Archivists are cataloguing every tweet, article and spreadsheet the #MeToo movement has ever produced
Harvard University's Schlesinger Library is preserving the history in case it disappears from the internet
While conventional wisdom says that everything online lives forever, archivists at Harvard University's Schlesinger Library aren't taking any risks.
They're collecting over 19 million digital fragments from the #MeToo movement — tweets, Facebook comments, Reddit threads, news articles and YouTube videos — for future researchers.
"Just because something is everywhere on the web ... doesn't mean that it's going to be preserved in perpetuity forever," said Amanda Strauss, the library's special projects manager, refuting conventional warnings that things online live forever.
"If you think back to the early '90s, and perhaps you were using AOL Instant Messenger, I bet you couldn't access those instant messages now."
It's an ambitious project.
The #MeToo hashtag was coined in 2006 by activist Tarana Burke, but gained widespread awareness in late 2017, spurred by allegations of sexual misconduct by Hollywood producer Harvey Weinstein.
Since then, countless opinions and posts have filtered through social media and news outlets.
Each week, Strauss' team scrapes about 150,000 new tweets using the hashtag #MeToo, and those on the movement's periphery, including #MuteRKelly and #TimesUp.
"The role of archivists and librarians is to preserve this material in perpetuity which means that in 150 years, researchers will be able to access and view and use this content," Strauss told Day 6 host Brent Bambury.
'Silences in the archival record'
Though the Schlesinger Library is focused on the history of women in America, featuring collections about women's rights and the feminist movement among other aspects of domestic life, Strauss says it has no ideological stance on #MeToo.
"We are interested in its advocates and in its critics, and in all of the complex and messy conversations and legal battles that are happening," she said. Indeed, their collection includes tweets that seek to discredit the movement, using the hashtags like #MeTooLiars.
As a testament to the internet's impermanence, some documents have already proven hard to find.
The "Shitty Media Men" list, a spreadsheet created by journalist Moira Donegan to anonymously document the sexual misconduct of men in media, is one of them.
"There were other lists like that put together for other fields, like in architecture, and those were referenced in social media and made available but have been taken down," she said.
If they can't be uncovered, Strauss says not all is lost.
"Sometimes the record of something having been there and then gone away is actually just as important," she told Day 6. "We think about silences in the archival record."

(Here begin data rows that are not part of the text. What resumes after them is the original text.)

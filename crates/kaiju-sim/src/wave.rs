//! Wave director: builds each wave's spawn queue and paces it out.

use std::collections::VecDeque;

use rand::seq::SliceRandom;
use rand::SeedableRng;
use rand_chacha::ChaCha8Rng;
use serde::{Deserialize, Serialize};
use thiserror::Error;

use kaiju_core::constants::*;
use kaiju_core::enums::{EnemyKind, GamePhase};
use kaiju_core::types::ms_to_ticks;

use crate::enemy::SpawnDescriptor;

#[derive(Debug, Clone, PartialEq, Error)]
pub enum WaveError {
    #[error("all {max} waves already started")]
    NoMoreWaves { max: u32 },
    #[error("cannot start a wave during {phase:?}")]
    WrongPhase { phase: GamePhase },
}

/// A wave whose queue is a single fixed enemy.
#[derive(Debug, Clone, Copy, PartialEq, Serialize, Deserialize)]
pub struct BossWave {
    pub wave: u32,
    pub spawn: SpawnDescriptor,
}

/// An enemy kind joining the regular pool once the wave index exceeds `after_wave`.
#[derive(Debug, Clone, Copy, PartialEq, Serialize, Deserialize)]
pub struct PoolUnlock {
    pub after_wave: u32,
    pub kind: EnemyKind,
}

/// Wave generation policy.
#[derive(Debug, Clone, PartialEq, Serialize, Deserialize)]
#[serde(default)]
pub struct WaveConfig {
    pub max_waves: u32,
    /// Regular waves spawn `min(wave, cap)` enemies; uncapped when `None`.
    pub regular_cap: Option<u32>,
    pub boss_waves: Vec<BossWave>,
    /// Kinds available from wave 1.
    pub base_pool: Vec<EnemyKind>,
    pub unlocks: Vec<PoolUnlock>,
    /// Waves whose Crystalbacks and Stormlords spawn a roster on death.
    pub death_roster_waves: Vec<u32>,
    pub spawn_delay_base_ms: u64,
    pub spawn_delay_step_ms: u64,
    pub spawn_delay_floor_ms: u64,
}

impl Default for WaveConfig {
    fn default() -> Self {
        let devastator = |wave: u32, stage: u8| BossWave {
            wave,
            spawn: SpawnDescriptor::staged(EnemyKind::Devastator, stage),
        };
        Self {
            max_waves: MAX_WAVES,
            regular_cap: Some(REGULAR_WAVE_CAP),
            boss_waves: vec![
                devastator(10, 1),
                devastator(20, 2),
                devastator(30, 3),
                devastator(40, 4),
                BossWave {
                    wave: 50,
                    spawn: SpawnDescriptor::staged(EnemyKind::Stormlord, 1),
                },
            ],
            base_pool: vec![EnemyKind::Flyer],
            unlocks: vec![
                PoolUnlock {
                    after_wave: CRYSTALBACK_UNLOCK_WAVE,
                    kind: EnemyKind::Crystalback,
                },
                PoolUnlock {
                    after_wave: REGENERATOR_UNLOCK_WAVE,
                    kind: EnemyKind::Regenerator,
                },
                PoolUnlock {
                    after_wave: STORMLORD_UNLOCK_WAVE,
                    kind: EnemyKind::Stormlord,
                },
            ],
            death_roster_waves: vec![45, 50],
            spawn_delay_base_ms: SPAWN_DELAY_BASE_MS,
            spawn_delay_step_ms: SPAWN_DELAY_STEP_MS,
            spawn_delay_floor_ms: SPAWN_DELAY_FLOOR_MS,
        }
    }
}

impl WaveConfig {
    pub fn boss_for(&self, wave: u32) -> Option<SpawnDescriptor> {
        self.boss_waves
            .iter()
            .find(|boss| boss.wave == wave)
            .map(|boss| boss.spawn)
    }

    /// Kinds regular wave `wave` draws from.
    pub fn pool_for(&self, wave: u32) -> Vec<EnemyKind> {
        let mut pool = self.base_pool.clone();
        pool.extend(
            self.unlocks
                .iter()
                .filter(|unlock| wave > unlock.after_wave)
                .map(|unlock| unlock.kind),
        );
        pool
    }

    /// Inter-spawn delay for `wave`, in ticks.
    pub fn spawn_delay_ticks(&self, wave: u32) -> u64 {
        let reduction = self.spawn_delay_step_ms.saturating_mul(wave as u64);
        let ms = self
            .spawn_delay_base_ms
            .saturating_sub(reduction)
            .max(self.spawn_delay_floor_ms);
        ms_to_ticks(ms)
    }

    pub fn has_death_roster(&self, wave: u32) -> bool {
        self.death_roster_waves.contains(&wave)
    }
}

/// Wave state: index, pending spawns and pacing.
#[derive(Debug, Clone)]
pub struct WaveDirector {
    config: WaveConfig,
    wave: u32,
    queue: VecDeque<SpawnDescriptor>,
    delay_ticks: u64,
    last_spawn_tick: u64,
    boss_wave: bool,
    rng: ChaCha8Rng,
}

impl WaveDirector {
    pub fn new(config: WaveConfig, seed: u64) -> Self {
        let delay_ticks = config.spawn_delay_ticks(0);
        Self {
            config,
            wave: 0,
            queue: VecDeque::new(),
            delay_ticks,
            last_spawn_tick: 0,
            boss_wave: false,
            rng: ChaCha8Rng::seed_from_u64(seed),
        }
    }

    pub fn config(&self) -> &WaveConfig {
        &self.config
    }

    /// Current wave index (0 before the first wave).
    pub fn wave(&self) -> u32 {
        self.wave
    }

    pub fn max_waves(&self) -> u32 {
        self.config.max_waves
    }

    pub fn is_boss_wave(&self) -> bool {
        self.boss_wave
    }

    pub fn is_last_wave(&self) -> bool {
        self.wave >= self.config.max_waves
    }

    pub fn pending(&self) -> usize {
        self.queue.len()
    }

    pub fn delay_ticks(&self) -> u64 {
        self.delay_ticks
    }

    /// Advance to the next wave and queue its spawns. The first spawn comes
    /// one delay after `now`.
    pub fn start_next_wave(&mut self, now: u64) -> Result<u32, WaveError> {
        if self.is_last_wave() {
            return Err(WaveError::NoMoreWaves {
                max: self.config.max_waves,
            });
        }
        self.wave += 1;
        self.queue = self.generate_wave(self.wave);
        self.boss_wave = self.config.boss_for(self.wave).is_some();
        self.delay_ticks = self.config.spawn_delay_ticks(self.wave);
        self.last_spawn_tick = now;
        Ok(self.wave)
    }

    /// Spawn queue for `wave`: the boss alone, or a random regular batch.
    pub fn generate_wave(&mut self, wave: u32) -> VecDeque<SpawnDescriptor> {
        if let Some(boss) = self.config.boss_for(wave) {
            return VecDeque::from([boss]);
        }

        let count = match self.config.regular_cap {
            Some(cap) => wave.min(cap),
            None => wave,
        };
        let pool = self.config.pool_for(wave);
        (0..count)
            .filter_map(|_| pool.choose(&mut self.rng).copied())
            .map(SpawnDescriptor::new)
            .collect()
    }

    /// Next spawn if the inter-spawn delay has elapsed.
    pub fn pop_due_spawn(&mut self, now: u64) -> Option<SpawnDescriptor> {
        if now.saturating_sub(self.last_spawn_tick) < self.delay_ticks {
            return None;
        }
        let next = self.queue.pop_front()?;
        self.last_spawn_tick = now;
        Some(next)
    }

    /// Drop every pending spawn.
    pub fn clear(&mut self) {
        self.queue.clear();
    }
}

#[cfg(test)]
mod tests {
    use super::*;

    #[test]
    fn boss_waves_are_singletons() {
        let mut director = WaveDirector::new(WaveConfig::default(), 1);
        let queue = director.generate_wave(30);
        assert_eq!(
            queue,
            VecDeque::from([SpawnDescriptor::staged(EnemyKind::Devastator, 3)])
        );
        let queue = director.generate_wave(50);
        assert_eq!(
            queue,
            VecDeque::from([SpawnDescriptor::staged(EnemyKind::Stormlord, 1)])
        );
    }

    #[test]
    fn regular_waves_capped() {
        let mut director = WaveDirector::new(WaveConfig::default(), 1);
        assert_eq!(director.generate_wave(3).len(), 3);
        assert_eq!(director.generate_wave(27).len(), 15);

        let uncapped = WaveConfig {
            regular_cap: None,
            ..WaveConfig::default()
        };
        let mut director = WaveDirector::new(uncapped, 1);
        assert_eq!(director.generate_wave(27).len(), 27);
    }

    #[test]
    fn pool_grows_with_wave() {
        let config = WaveConfig::default();
        assert_eq!(config.pool_for(10), vec![EnemyKind::Flyer]);
        assert_eq!(
            config.pool_for(11),
            vec![EnemyKind::Flyer, EnemyKind::Crystalback]
        );
        assert_eq!(config.pool_for(36).len(), 4);
    }

    #[test]
    fn early_waves_only_draw_flyers() {
        let mut director = WaveDirector::new(WaveConfig::default(), 9);
        assert!(director
            .generate_wave(7)
            .iter()
            .all(|desc| desc.kind == EnemyKind::Flyer));
    }

    #[test]
    fn delay_has_floor() {
        let config = WaveConfig::default();
        assert_eq!(config.spawn_delay_ticks(1), ms_to_ticks(990));
        assert_eq!(config.spawn_delay_ticks(49), ms_to_ticks(510));
        assert_eq!(config.spawn_delay_ticks(80), ms_to_ticks(500));
    }

    #[test]
    fn same_seed_same_waves() {
        let mut a = WaveDirector::new(WaveConfig::default(), 42);
        let mut b = WaveDirector::new(WaveConfig::default(), 42);
        assert_eq!(a.generate_wave(38), b.generate_wave(38));
    }

    #[test]
    fn spawns_paced_by_delay() {
        let mut director = WaveDirector::new(WaveConfig::default(), 3);
        assert_eq!(director.start_next_wave(100), Ok(1));
        let delay = director.delay_ticks();
        assert_eq!(director.pop_due_spawn(100 + delay - 1), None);
        assert!(director.pop_due_spawn(100 + delay).is_some());
        assert_eq!(director.pending(), 0);
        assert_eq!(director.pop_due_spawn(1000), None);
    }

    #[test]
    fn stops_at_last_wave() {
        let config = WaveConfig {
            max_waves: 2,
            ..WaveConfig::default()
        };
        let mut director = WaveDirector::new(config, 3);
        assert!(director.start_next_wave(0).is_ok());
        assert!(director.start_next_wave(0).is_ok());
        assert!(director.is_last_wave());
        assert_eq!(
            director.start_next_wave(0),
            Err(WaveError::NoMoreWaves { max: 2 })
        );
        assert_eq!(director.wave(), 2);
    }

    #[test]
    fn config_round_trips_through_json() {
        let config = WaveConfig::default();
        let json = serde_json::to_string(&config).unwrap();
        let back: WaveConfig = serde_json::from_str(&json).unwrap();
        assert_eq!(config, back);

        let partial: WaveConfig = serde_json::from_str(r#"{"max_waves": 5}"#).unwrap();
        assert_eq!(partial.max_waves, 5);
        assert_eq!(partial.base_pool, vec![EnemyKind::Flyer]);
    }
}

A reference for the future
While historical collections are typically made up of works or documents by notable people, it's inevitable that comments by everyday people — possibly from some who wouldn't expect their tweets or comments to carry historical significance — will be part of the collection.
The library is still figuring out how to handle that, but Strauss stresses that those viewpoints are crucial.
"Some of our most valuable research collections are of people who are you know everyday people — you know, the housewife's diary about what it was like to give birth to a child," she said.
"I think we're all part of history in one way or another in our daily lives," Strauss said, adding, "but I do think that people should think a little bit about the reach of what they say online."
Currently the project is limited to content published in the United States, but a sister project is looking at the movement globally.
According to Strauss, the Schlesinger Library has committed to updating the collection until the #MeToo conversation has died down.
Strauss' greatest hope? That they'll have created something that's referenced in 2050, "and that we will have done something to contribute to an archival record that would have otherwise just disappeared in bits and bytes on the internet."